Feb. 10 (Bloomberg) -- Consumer sentiment in Canada fell to the lowest since May on speculation the nation’s economic outlook is worsening.
The Bloomberg Nanos Canadian Confidence Index declined to 56.0 in the week ending Feb. 7 from a previous reading of 56.6, the fourth straight drop. Deteriorating optimism was seen in every province except Quebec and across all age groups except the youngest, 18 to 29, and those older than 60.
Persistently low inflation, a widening trade deficit and the worst-performing currency in the Group of 10 this year are chipping away at the perception Canada is immune from the global downturn. Bank of Canada Senior Deputy Governor Tiff Macklem, speaking last week in Montreal, cited slack in the nation’s economy, retail competition and anemic worldwide prices for food and energy as among reasons for inflation remaining below the central bank’s target.
“Consumer confidence continues to slide largely on pessimistic views on the future strength of the Canadian economy,” said Nik Nanos, chairman of Ottawa-based polling firm Nanos Research Group. The year “has opened with dampened confidence.”
Finance Minister Jim Flaherty reiterated last week he will outline plans to reach a surplus in two years that could be almost C$4 billion ($3.6 billion) when he presents his 2014-15 budget tomorrow. The International Monetary Fund said Feb. 3 Flaherty could abandon that plan if economic growth remains sluggish.
“The federal budget represents a key signal to Canadians in terms of what they could expect for 2014,” Nanos said. “Messaging related to the budget and government finances can have a dampening or encouraging effect on consumer sentiment.”
Consumers are the most pessimistic since May about the nation’s prospects. The share of survey respondents who say the economy will improve in the next six months fell to 18.0 percent from 19.9 percent, while the share of those who anticipate a weakening rose to 28.4 percent, from 28.1.

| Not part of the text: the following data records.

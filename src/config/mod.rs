use serde::Deserialize;
use std::path::PathBuf;
use std::time::Duration;

#[derive(Debug, Clone, Deserialize)]
pub struct AppConfig {
    /// Server bind address (e.g., "0.0.0.0:3000").
    #[serde(default = "default_bind_addr")]
    pub bind_addr: String,

    /// Root directory holding one workspace per job.
    #[serde(default = "default_work_dir")]
    pub work_dir: PathBuf,

    /// Endpoint of the object-detection service.
    #[serde(default = "default_detector_url")]
    pub detector_url: String,

    /// Optional bearer token sent to the detection service.
    #[serde(default)]
    pub detector_token: Option<String>,

    #[serde(default = "default_detector_timeout_secs")]
    pub detector_timeout_secs: u64,

    /// Number of detector calls allowed in flight at once (1 = single-flight).
    #[serde(default = "default_detector_concurrency")]
    pub detector_concurrency: usize,

    /// Jobs executing the pipeline at the same time.
    #[serde(default = "default_max_running_jobs")]
    pub max_running_jobs: usize,

    /// Jobs accepted but waiting for a run slot; submissions beyond this are rejected.
    #[serde(default = "default_max_queued_jobs")]
    pub max_queued_jobs: usize,

    #[serde(default = "default_fetch_timeout_secs")]
    pub fetch_timeout_secs: u64,

    /// Interval between marker checks on the status endpoints.
    #[serde(default = "default_poll_interval_ms")]
    pub poll_interval_ms: u64,

    /// Checks performed before a status endpoint gives up and answers "pending".
    #[serde(default = "default_poll_max_attempts")]
    pub poll_max_attempts: u32,

    /// Side of the square image handed to the detector.
    #[serde(default = "default_image_size")]
    pub image_size: u32,

    #[serde(default = "default_max_body_bytes")]
    pub max_body_bytes: usize,

    #[serde(default = "default_max_urls_per_job")]
    pub max_urls_per_job: usize,
}

fn default_bind_addr() -> String {
    "0.0.0.0:3000".to_string()
}

fn default_work_dir() -> PathBuf {
    PathBuf::from("./work")
}

fn default_detector_url() -> String {
    "http://127.0.0.1:8000/detect".to_string()
}

fn default_detector_timeout_secs() -> u64 {
    120
}

fn default_detector_concurrency() -> usize {
    1
}

fn default_max_running_jobs() -> usize {
    4
}

fn default_max_queued_jobs() -> usize {
    64
}

fn default_fetch_timeout_secs() -> u64 {
    30
}

fn default_poll_interval_ms() -> u64 {
    1000
}

fn default_poll_max_attempts() -> u32 {
    60 * 60
}

fn default_image_size() -> u32 {
    640
}

fn default_max_body_bytes() -> usize {
    32 * 1024 * 1024
}

fn default_max_urls_per_job() -> usize {
    64
}

impl Default for AppConfig {
    fn default() -> Self {
        Self {
            bind_addr: default_bind_addr(),
            work_dir: default_work_dir(),
            detector_url: default_detector_url(),
            detector_token: None,
            detector_timeout_secs: default_detector_timeout_secs(),
            detector_concurrency: default_detector_concurrency(),
            max_running_jobs: default_max_running_jobs(),
            max_queued_jobs: default_max_queued_jobs(),
            fetch_timeout_secs: default_fetch_timeout_secs(),
            poll_interval_ms: default_poll_interval_ms(),
            poll_max_attempts: default_poll_max_attempts(),
            image_size: default_image_size(),
            max_body_bytes: default_max_body_bytes(),
            max_urls_per_job: default_max_urls_per_job(),
        }
    }
}

impl AppConfig {
    pub fn from_env() -> Result<Self, envy::Error> {
        dotenvy::dotenv().ok();
        envy::from_env()
    }

    pub fn poll_interval(&self) -> Duration {
        Duration::from_millis(self.poll_interval_ms)
    }

    pub fn fetch_timeout(&self) -> Duration {
        Duration::from_secs(self.fetch_timeout_secs)
    }

    pub fn detector_timeout(&self) -> Duration {
        Duration::from_secs(self.detector_timeout_secs)
    }
}
//! Weld seam inspection service
//!
//! Accepts images by URL list, multipart upload or raw body, runs them
//! through an object-detection model in background jobs, and serves per-image
//! boxes, labels and a pass/fail verdict through a polling interface backed
//! by per-job directories on local disk.

pub mod app_state;
pub mod config;
pub mod models;
pub mod routes;
pub mod services;
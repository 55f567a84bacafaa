//! Read-only job endpoints.
//!
//! Every handler validates the id before touching the filesystem; artifact
//! handlers additionally require the filename to be listed in the manifest.

use axum::extract::{Path, State};
use axum::http::{header, StatusCode};
use axum::response::IntoResponse;
use axum::Json;

use crate::app_state::AppState;
use crate::models::job::JobId;
use crate::models::submission::JobStatusResponse;
use crate::routes::error::ApiError;
use crate::services::status::{wait_for_terminal, PollOutcome};
use crate::services::workspace::JobWorkspace;

async fn open_job(state: &AppState, raw_id: &str) -> Result<JobWorkspace, ApiError> {
    let id: JobId = raw_id.parse().map_err(|_| ApiError::MalformedId)?;
    state
        .workspaces()
        .open(&id)
        .await?
        .ok_or(ApiError::UnknownJob)
}

async fn open_listed(
    state: &AppState,
    raw_id: &str,
    filename: &str,
) -> Result<JobWorkspace, ApiError> {
    let workspace = open_job(state, raw_id).await?;
    if !workspace.manifest_contains(filename).await? {
        return Err(ApiError::NotListed);
    }
    Ok(workspace)
}

/// GET /work/{id}/done and /work/{id}/error: wait for the job to finish.
///
/// Answers `done` or `error` as soon as a marker exists, or `pending`
/// (202) when the poll ceiling is reached first.
pub async fn poll(
    State(state): State<AppState>,
    Path(id): Path<String>,
) -> Result<impl IntoResponse, ApiError> {
    let workspace = open_job(&state, &id).await?;
    let outcome = wait_for_terminal(
        &workspace,
        state.config.poll_interval(),
        state.config.poll_max_attempts,
    )
    .await?;

    let status = match outcome {
        PollOutcome::Terminal(_) => StatusCode::OK,
        PollOutcome::TimedOut => StatusCode::ACCEPTED,
    };
    Ok((status, outcome.as_str()))
}

/// GET /work/{id}/status: current job record, without waiting.
pub async fn status(
    State(state): State<AppState>,
    Path(id): Path<String>,
) -> Result<Json<JobStatusResponse>, ApiError> {
    let workspace = open_job(&state, &id).await?;
    let record = workspace.read_record().await?;
    Ok(Json(record.into()))
}

/// GET /work/{id}/filenames: manifest in processing order.
pub async fn filenames(
    State(state): State<AppState>,
    Path(id): Path<String>,
) -> Result<Json<Vec<String>>, ApiError> {
    let workspace = open_job(&state, &id).await?;
    Ok(Json(workspace.read_manifest().await?))
}

/// GET /work/{id}/results/{filename}: annotated PNG.
pub async fn result_image(
    State(state): State<AppState>,
    Path((id, filename)): Path<(String, String)>,
) -> Result<impl IntoResponse, ApiError> {
    let workspace = open_listed(&state, &id, &filename).await?;
    let png = workspace.read_result_image(&filename).await?;
    Ok(([(header::CONTENT_TYPE, "image/png")], png))
}

/// GET /work/{id}/results/box/{filename}: `[boxes, labels, verdict]`.
pub async fn result_box(
    State(state): State<AppState>,
    Path((id, filename)): Path<(String, String)>,
) -> Result<impl IntoResponse, ApiError> {
    let workspace = open_listed(&state, &id, &filename).await?;
    let json = workspace.read_sidecar(&filename).await?;
    Ok(([(header::CONTENT_TYPE, "application/json")], json))
}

Data showing a softening housing market is fueling speculation real estate has ceased to be a catalyst for economic growth. The total value of purchases in six major Canadian real estate markets rose 19 percent to C$5.09 billion in January compared with the same month a year earlier, and the number of homes sold rose 7.3 percent, according to data compiled by Bloomberg News from regional real estate boards. In both cases, that’s less than half the annual pace in December.
Canadian housing starts were 180,248 at a seasonally adjusted annual pace in January, Ottawa-based Canada Mortgage & Housing Corp. said today. Economists forecast a reading of 185,000 according to the median of 18 responses to a Bloomberg News survey. The nation’s statistics agency reported last week building permits unexpectedly declined in December.
The proportion of survey respondents who think home values in their neighborhood will rise over the next six months fell to 36.3 percent last week from 38.1 percent, the largest drop in seven weeks.
The Canadian dollar is down 3.7 percent versus the greenback this year through Feb. 7, the worst performance among G-10 currencies, data compiled by Bloomberg show. The loonie, as the currency is sometimes known, depreciated past C$1.12 last month for the first time since July 2009 on speculation the Bank of Canada may lower interest rates.
“Household sentiment continues to slide on concerns over the deceleration in growth and the reduced purchasing power of the loonie,” said Joseph Brusuelas, senior economist in New York at Bloomberg LP.
Confidence in Ontario dropped to 54.5 last week, the lowest since May, while sentiment in the prairie provinces, which include Alberta, declined for a second week to 63.0.
Bloomberg Nanos’s confidence index has two sub-indexes: the Pocketbook Index, based on survey responses to questions about personal finances and job security, and the Expectations Index, based on responses on the outlook for the economy and real-estate prices.
The Pocketbook Index dropped last week to 58.5 percent from 58.9, while the Expectations Index fell to 53.5 percent from 54.4, the lowest since the end of April.
The share of Canadians who say they’re better off financially over the last year slid to 17.3 from 18.6 percent the previous week.
The Nanos data are based on phone interviews with 1,000 people, using a four-week rolling average of 250 respondents. The results are accurate within 3.1 percentage points.